* **Try it**: Search the data for the string "HashMap", and report each line where it is found.

* **Records**:
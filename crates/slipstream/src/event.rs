use std::collections::HashMap;

use serde::{Deserialize, Serialize};

use crate::value::{self, CodecError, Fields, Value};

/// A typed application-level message.
///
/// The type string links the event to a handler on the receiving side; the
/// sender does not need to have a handler registered for it. Positional and
/// keyword arguments are passed through to the handler verbatim.
#[derive(Debug, Clone, PartialEq, Serialize, Deserialize)]
pub struct Event {
    #[serde(rename = "type")]
    pub event_type: String,
    #[serde(rename = "handler_args", default)]
    pub args: Vec<Value>,
    #[serde(rename = "handler_kwargs", default)]
    pub kwargs: Fields,
}

impl Event {
    pub fn new(event_type: impl Into<String>) -> Self {
        Event {
            event_type: event_type.into(),
            args: Vec::new(),
            kwargs: Fields::new(),
        }
    }

    /// Append a positional argument.
    #[must_use]
    pub fn arg(mut self, value: impl Into<Value>) -> Self {
        self.args.push(value.into());
        self
    }

    /// Attach a keyword argument.
    #[must_use]
    pub fn kwarg(mut self, key: impl Into<String>, value: impl Into<Value>) -> Self {
        self.kwargs.insert(key.into(), value.into());
        self
    }

    pub fn to_bytes(&self) -> Result<Vec<u8>, CodecError> {
        value::encode(self)
    }

    pub fn from_bytes(bytes: &[u8]) -> Result<Self, CodecError> {
        value::decode(bytes)
    }
}

/// Handler shape used by servers and clients for received events.
pub type EventHandler = Box<dyn FnMut(&Event) + Send>;

/// Maps event type strings to handlers of an arbitrary callable shape.
///
/// The registry itself is shape-agnostic so that connections (handlers that
/// just consume an event) and the simulation loop (handlers that return a
/// state update) can share it.
pub struct EventHandlerRegistry<H> {
    handlers: HashMap<String, H>,
}

impl<H> EventHandlerRegistry<H> {
    pub fn new() -> Self {
        EventHandlerRegistry {
            handlers: HashMap::new(),
        }
    }

    /// Register `handler` for `event_type`, replacing any previous one.
    pub fn register(&mut self, event_type: impl Into<String>, handler: H) {
        self.handlers.insert(event_type.into(), handler);
    }

    pub fn has_handler(&self, event_type: &str) -> bool {
        self.handlers.contains_key(event_type)
    }

    pub fn get_mut(&mut self, event_type: &str) -> Option<&mut H> {
        self.handlers.get_mut(event_type)
    }
}

impl<H> Default for EventHandlerRegistry<H> {
    fn default() -> Self {
        Self::new()
    }
}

* **Answer to this problem**:
use std::collections::HashMap;
    handlers: HashMap<String, H>,
            handlers: HashMap::new(),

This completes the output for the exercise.